Roger glanced out the window. Still raining. His attention meandered back to the bar, over the taps. Coors was dripping, but who would drink that piss anyway? As his gaze returned to the open book in his right hand, he absentmindedly brushed his fingers over the familiar graffiti etched into the counter with his left. He tried to imagine if he could still read it if he was blind, feeling out the grooves of the letters with his index fingernail: F-U-C-K. 'I'm no Holden Caulfield,' Roger thought. 'It's not like any kids are going to see graffiti written on a bar anyway. But, fuck, couldn't you at least be creative with it?' He noticed New Girl standing over him, and snapped back to reality.
"So, watcha reading, hon?" His eyes had been trailing over the same sentence for two minutes.
"Hmmph. Are you really interested or are you just making polite conversation?" Roger asked. He didn't really care for the answer either way but since she wouldn't leave him alone unless he continued the mindless palaver he might as well.
"No, I'm honestly interested. That book obviously holds some meaning for you given it's condition and I was just curious what it was." The barmaid's look told Roger she was being truthful. He still was wary of actually responding. Trust and social interaction were definitely not his strongest suits. Most of the time when he engaged like this he would end up being hurt or embarassed in some way, so he never bothered. Something about this girl, however, made him feel like he could let his guard down.
Roger shifted in his seat, cleared his throat and opened his mouth to speak, but the words wouldn’t come. How long had it been since I talked to anyone? He thought. His finger tapped the etched graffiti on the bar and he tried to let his mind untangle itself and focus on New Girl. What was her name? She wasn’t, technically speaking, that new anymore, but Roger had somehow never even bothered to learn her name. Would it be rude to ask now? He decided to just wait and see if it came out naturally.
-Rog, you ok?
-Oh, I- um-
Roger realized he had been staring at her and darted his eyes left. He sat up straighter on the bar stool and cleared his throat again.
-It’s…it’s just a book…I like reading it and it’s out of print so my copy’s a bit beaten up.
-Hmm.
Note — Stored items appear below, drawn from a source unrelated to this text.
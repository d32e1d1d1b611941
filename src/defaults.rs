use chrono::NaiveTime;

pub const DEFAULT_TIMEZONE: &str = "America/Montreal";

/// Legacy Eastern Standard Time approximation (local hour + 5 = UTC)
pub const DEFAULT_FIXED_UTC_OFFSET_HOURS: i32 = -5;

pub const DEFAULT_SERVICE_DURATION_MINUTES: i64 = 60;
pub const DEFAULT_JOB_DURATION_MINUTES: i64 = 60;
pub const DEFAULT_MIN_TECHNICIANS: i32 = 1;

pub const DEFAULT_GRID_FIRST_HOUR: u32 = 8;
pub const DEFAULT_GRID_LAST_HOUR: u32 = 18;
pub const DEFAULT_HORIZON_DAYS: u32 = 7;

pub const DEFAULT_GAP_PADDING_MINUTES: i64 = 30;
pub const DEFAULT_GAP_OFFSET_MINUTES: i64 = 15;

pub const DEFAULT_ROUTE_SERVICE_MINUTES: i64 = 60;
pub const DEFAULT_ROUTE_TRAVEL_BUFFER_MINUTES: i64 = 15;

pub const DEFAULT_STORE_TIMEOUT_SECS: u64 = 10;

pub fn default_work_start() -> NaiveTime {
    NaiveTime::from_hms_opt(8, 0, 0).expect("valid static default work start")
}

pub fn default_work_end() -> NaiveTime {
    NaiveTime::from_hms_opt(18, 0, 0).expect("valid static default work end")
}

pub fn default_route_day_start() -> NaiveTime {
    NaiveTime::from_hms_opt(9, 0, 0).expect("valid static default route start")
}
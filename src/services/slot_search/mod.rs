//! Availability slot search
//!
//! Two searches share the same plumbing: one batch job query for the whole
//! range, client-side partition into technician-days, past and conflict
//! filtering, then scoring. They differ in what a score means:
//!
//! - `find_slots`: hourly grid over the horizon, scored for goodness
//! - `find_gap_slots`: gaps around booked jobs on one day, scored as detour cost

pub mod candidates;
pub mod conflict;
pub mod day_schedule;
pub mod gap_scorer;
pub mod grid_scorer;
pub mod ranking;

use anyhow::Result;
use chrono::Duration;
use tracing::{debug, info, warn};

use crate::error::SchedulingError;
use crate::services::engine::{CallOptions, SchedulingEngine};
use crate::services::store::JobQuery;
use crate::types::{
    CandidateKind, Coordinates, FindGapSlotsRequest, FindSlotsRequest, ScorePolarity, SearchDiagnostics,
    SlotCandidate, SlotSearchResult,
};

use candidates::{horizon, hourly_candidates};
use conflict::has_conflict;
use day_schedule::TechnicianDays;
use gap_scorer::{scan_technician_day, GapRules};
use grid_scorer::score_technician_day;

impl SchedulingEngine {
    /// Grid search over the configured horizon, best (highest score) first
    pub async fn find_slots(
        &self,
        request: &FindSlotsRequest,
        opts: &CallOptions,
    ) -> Result<SlotSearchResult, SchedulingError> {
        self.grid_search(request, opts)
            .await
            .map_err(|e| SchedulingError::surface("find_slots", e))
    }

    /// Gap search for one day around a target location, cheapest detour first
    pub async fn find_gap_slots(
        &self,
        request: &FindGapSlotsRequest,
        opts: &CallOptions,
    ) -> Result<SlotSearchResult, SchedulingError> {
        self.gap_search(request, opts)
            .await
            .map_err(|e| SchedulingError::surface("find_gap_slots", e))
    }

    async fn grid_search(&self, request: &FindSlotsRequest, opts: &CallOptions) -> Result<SlotSearchResult> {
        let polarity = ScorePolarity::HigherIsBetter;
        let start_date = request.search_start_date;

        let service = self
            .call_store(opts, "get_service_definition", self.store.get_service_definition(request.service_id))
            .await?
            .ok_or(SchedulingError::ServiceNotFound(request.service_id))?;
        let duration = service.duration();

        let target = match request.property_id {
            Some(property_id) => {
                let property = self
                    .call_store(opts, "get_property_location", self.store.get_property_location(property_id))
                    .await?
                    .ok_or(SchedulingError::PropertyNotFound(property_id))?;
                let coordinates = property.coordinates();
                if coordinates.is_none() {
                    debug!("Property {} has no coordinates, scoring without proximity", property_id);
                }
                coordinates
            }
            None => None,
        };

        let technicians = self
            .call_store(opts, "list_active_technicians", self.store.list_active_technicians())
            .await?;
        if technicians.is_empty() {
            warn!("Slot search from {} found no active technicians", start_date);
            return Ok(SlotSearchResult {
                slots: vec![ranking::no_technicians(start_date)],
                polarity,
                diagnostics: SearchDiagnostics::default(),
            });
        }

        let days = self.policy.horizon_days;
        let (range_start, range_end) = self.calendar.range_bounds(start_date, days);
        let jobs = self
            .call_store(opts, "list_jobs", self.store.list_jobs(&JobQuery::active_between(range_start, range_end)))
            .await?;
        let schedule = TechnicianDays::build(&jobs, self.calendar.as_ref());

        let mut diagnostics = SearchDiagnostics::default();
        let mut slots = Vec::new();

        for date in horizon(start_date, days) {
            let grid = hourly_candidates(
                self.calendar.as_ref(),
                date,
                self.policy.grid_first_hour,
                self.policy.grid_last_hour,
                duration,
            );

            for technician in &technicians {
                let day_jobs = schedule.jobs(technician.id, date);
                let score = score_technician_day(day_jobs, target.as_ref());

                for candidate in &grid {
                    diagnostics.evaluated += 1;
                    if self.guard.is_past(candidate.starts_at) {
                        diagnostics.rejected_past += 1;
                        continue;
                    }
                    if has_conflict(candidate.starts_at, candidate.ends_at, day_jobs) {
                        diagnostics.rejected_conflict += 1;
                        continue;
                    }
                    slots.push(SlotCandidate {
                        kind: CandidateKind::Slot,
                        date,
                        time: self.calendar.time_label(candidate.starts_at),
                        starts_at: Some(candidate.starts_at),
                        technician_id: Some(technician.id),
                        technician_name: technician.display_name.clone(),
                        score: score.score,
                        reason: score.reason.to_string(),
                    });
                }
            }
        }

        diagnostics.emitted = slots.len();
        debug!(
            "Grid search from {} ({} jobs, {} technicians, min technicians {}): {:?}",
            start_date,
            jobs.len(),
            technicians.len(),
            service.min_technician_count(),
            diagnostics
        );

        if slots.is_empty() {
            info!("No availability in the {} days from {}", days, start_date);
            slots.push(ranking::fully_booked(start_date, days, &diagnostics));
        } else {
            ranking::rank(&mut slots, polarity);
        }

        Ok(SlotSearchResult { slots, polarity, diagnostics })
    }

    async fn gap_search(&self, request: &FindGapSlotsRequest, opts: &CallOptions) -> Result<SlotSearchResult> {
        let polarity = ScorePolarity::LowerIsBetter;
        let date = request.date;

        if request.duration_minutes <= 0 {
            return Err(SchedulingError::InvalidInput(format!(
                "duration must be positive, got {} minutes",
                request.duration_minutes
            ))
            .into());
        }
        let target = Coordinates::new(request.target_lat, request.target_lng);
        if !(-90.0..=90.0).contains(&target.lat) || !(-180.0..=180.0).contains(&target.lng) {
            return Err(SchedulingError::InvalidInput(format!(
                "target ({}, {}) is not a valid coordinate",
                target.lat, target.lng
            ))
            .into());
        }

        let technicians = self
            .call_store(opts, "list_active_technicians", self.store.list_active_technicians())
            .await?;
        if technicians.is_empty() {
            warn!("Gap search on {} found no active technicians", date);
            return Ok(SlotSearchResult {
                slots: vec![ranking::no_technicians(date)],
                polarity,
                diagnostics: SearchDiagnostics::default(),
            });
        }

        let (range_start, range_end) = self.calendar.range_bounds(date, 1);
        let jobs = self
            .call_store(opts, "list_jobs", self.store.list_jobs(&JobQuery::active_between(range_start, range_end)))
            .await?;
        let schedule = TechnicianDays::build(&jobs, self.calendar.as_ref());

        let rules = GapRules {
            duration: Duration::minutes(request.duration_minutes),
            padding: Duration::minutes(self.policy.gap_padding_minutes),
            offset: Duration::minutes(self.policy.gap_offset_minutes),
            work_start: self.calendar.to_instant(date, self.policy.work_day_start),
            work_end: self.calendar.to_instant(date, self.policy.work_day_end),
        };

        let mut diagnostics = SearchDiagnostics::default();
        let mut slots = Vec::new();

        for technician in &technicians {
            let scan = scan_technician_day(schedule.jobs(technician.id, date), &target, &rules);
            diagnostics.evaluated += scan.evaluated;
            diagnostics.rejected_conflict += scan.rejected_conflict;

            for candidate in scan.candidates {
                if self.guard.is_past(candidate.starts_at) {
                    diagnostics.rejected_past += 1;
                    continue;
                }
                slots.push(SlotCandidate {
                    kind: CandidateKind::Slot,
                    date,
                    time: self.calendar.time_label(candidate.starts_at),
                    starts_at: Some(candidate.starts_at),
                    technician_id: Some(technician.id),
                    technician_name: technician.display_name.clone(),
                    score: candidate.score,
                    reason: candidate.reason,
                });
            }
        }

        diagnostics.emitted = slots.len();
        debug!("Gap search on {} ({} jobs): {:?}", date, jobs.len(), diagnostics);

        if slots.is_empty() {
            info!("No gap availability on {}", date);
            slots.push(ranking::fully_booked(date, 1, &diagnostics));
        } else {
            ranking::rank(&mut slots, polarity);
        }

        Ok(SlotSearchResult { slots, polarity, diagnostics })
    }
}
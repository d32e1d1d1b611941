//! Hourly grid of candidate start times

use chrono::{DateTime, Duration, NaiveDate, NaiveTime, Utc};

use crate::services::civil_time::{add_days, CivilCalendar};

/// A grid start time for one technician-day
#[derive(Debug, Clone, Copy, PartialEq, Eq)]
pub struct GridCandidate {
    pub date: NaiveDate,
    pub starts_at: DateTime<Utc>,
    pub ends_at: DateTime<Utc>,
}

/// Consecutive local dates starting at `start`
pub fn horizon(start: NaiveDate, days: u32) -> impl Iterator<Item = NaiveDate> {
    (0..days).map(move |offset| add_days(start, offset))
}

/// One candidate per full hour from `first_hour` to `last_hour` inclusive
pub fn hourly_candidates(
    calendar: &dyn CivilCalendar,
    date: NaiveDate,
    first_hour: u32,
    last_hour: u32,
    duration: Duration,
) -> Vec<GridCandidate> {
    (first_hour..=last_hour)
        .filter_map(|hour| NaiveTime::from_hms_opt(hour, 0, 0))
        .map(|local| {
            let starts_at = calendar.to_instant(date, local);
            GridCandidate {
                date,
                starts_at,
                ends_at: starts_at + duration,
            }
        })
        .collect()
}
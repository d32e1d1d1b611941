//! Daily route re-ordering and re-timing for one technician.
//!
//! Every job of the day gets a new start, including jobs whose position in
//! the visiting order did not change.

use std::collections::HashSet;

use anyhow::{bail, Result};
use chrono::{Duration, NaiveDate};
use tracing::{debug, info, warn};
use uuid::Uuid;

use crate::error::SchedulingError;
use crate::services::engine::{CallOptions, SchedulingEngine};
use crate::services::store::JobQuery;
use crate::types::{RescheduledStop, RouteOptimization, RouteStop};

impl SchedulingEngine {
    pub async fn optimize_daily_route(
        &self,
        date: NaiveDate,
        technician_id: Uuid,
        opts: &CallOptions,
    ) -> Result<RouteOptimization, SchedulingError> {
        self.sequence_day(date, technician_id, opts)
            .await
            .map_err(|e| SchedulingError::surface("optimize_daily_route", e))
    }

    async fn sequence_day(&self, date: NaiveDate, technician_id: Uuid, opts: &CallOptions) -> Result<RouteOptimization> {
        // Held from the read of the day until the last write
        let _reservation = self.reservations.acquire(technician_id, date).await?;

        let (range_start, range_end) = self.calendar.range_bounds(date, 1);
        let query = JobQuery::active_between(range_start, range_end).for_technician(technician_id);
        let jobs = self.call_store(opts, "list_jobs", self.store.list_jobs(&query)).await?;

        if jobs.len() <= 1 {
            debug!("Technician {} has {} job(s) on {}, nothing to optimize", technician_id, jobs.len(), date);
            return Ok(RouteOptimization {
                success: true,
                message: "Not enough jobs to optimize".to_string(),
                stops: Vec::new(),
            });
        }

        let mut stops = Vec::with_capacity(jobs.len());
        for job in jobs {
            let mut stop = RouteStop::new(job);
            if stop.coordinates.is_none() {
                self.resolve_stop(&mut stop, opts).await?;
            }
            stops.push(stop);
        }

        let expected: HashSet<Uuid> = stops.iter().map(|s| s.job.id).collect();
        let ordered = self.orderer.order_stops(stops)?;
        let returned: HashSet<Uuid> = ordered.iter().map(|s| s.job.id).collect();
        if ordered.len() != expected.len() || returned != expected {
            bail!(
                "route orderer '{}' returned {} stops, expected the same {} jobs",
                self.orderer.name(),
                ordered.len(),
                expected.len()
            );
        }

        let step = Duration::minutes(self.policy.route_step_minutes());
        let mut starts_at = self.calendar.to_instant(date, self.policy.route_day_start);
        let mut rescheduled = Vec::with_capacity(ordered.len());

        for (sequence, stop) in ordered.iter().enumerate() {
            self.call_store(opts, "reschedule_job", self.store.reschedule_job(stop.job.id, starts_at))
                .await?;
            let time = self.calendar.time_label(starts_at);
            info!("Job {} moved to {} {} (stop {})", stop.job.id, date, time, sequence + 1);
            rescheduled.push(RescheduledStop {
                job_id: stop.job.id,
                sequence: sequence + 1,
                starts_at,
                time,
            });
            starts_at += step;
        }

        Ok(RouteOptimization {
            success: true,
            message: format!("Route optimized: {} jobs rescheduled", rescheduled.len()),
            stops: rescheduled,
        })
    }

    /// Geocode a stop's property and persist the result. An address that
    /// cannot be resolved leaves the stop without coordinates.
    async fn resolve_stop(&self, stop: &mut RouteStop, opts: &CallOptions) -> Result<()> {
        let Some(property) = stop.job.property.as_ref() else {
            debug!("Job {} has no property, ordering it without a location", stop.job.id);
            return Ok(());
        };
        let Some(address) = property.address.as_deref().filter(|a| !a.trim().is_empty()) else {
            warn!("Property {} has no address to geocode", property.id);
            return Ok(());
        };

        match self.geocoder.geocode(address).await {
            Ok(Some(coordinates)) => {
                let property_id = property.id;
                self.call_store(
                    opts,
                    "update_property_coordinates",
                    self.store.update_property_coordinates(property_id, coordinates),
                )
                .await?;
                debug!("Geocoded property {} via {}", property_id, self.geocoder.name());
                stop.coordinates = Some(coordinates);
            }
            Ok(None) => warn!("Geocoder could not resolve address for property {}", property.id),
            Err(e) => warn!("Geocoding failed for property {}: {:#}", property.id, e),
        }
        Ok(())
    }
}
Gives it character.
She swept a hand through her hair as she spoke and Roger smiled without thinking.
-I like that.
Feeling the weight of the awkward silence, Roger looked back down at his book and pretended to read. Still trying desperately to think of her name. The weather had started to pick up, the rain was battering against the windows and Roger found it difficult to concentrate.
-You sure you're alright hon, you've been starin' at that same page for five minutes now.
Embarassed, Roger scrambled to think of something to say.
-Oh yeah, just trying to think of the meaning of this word.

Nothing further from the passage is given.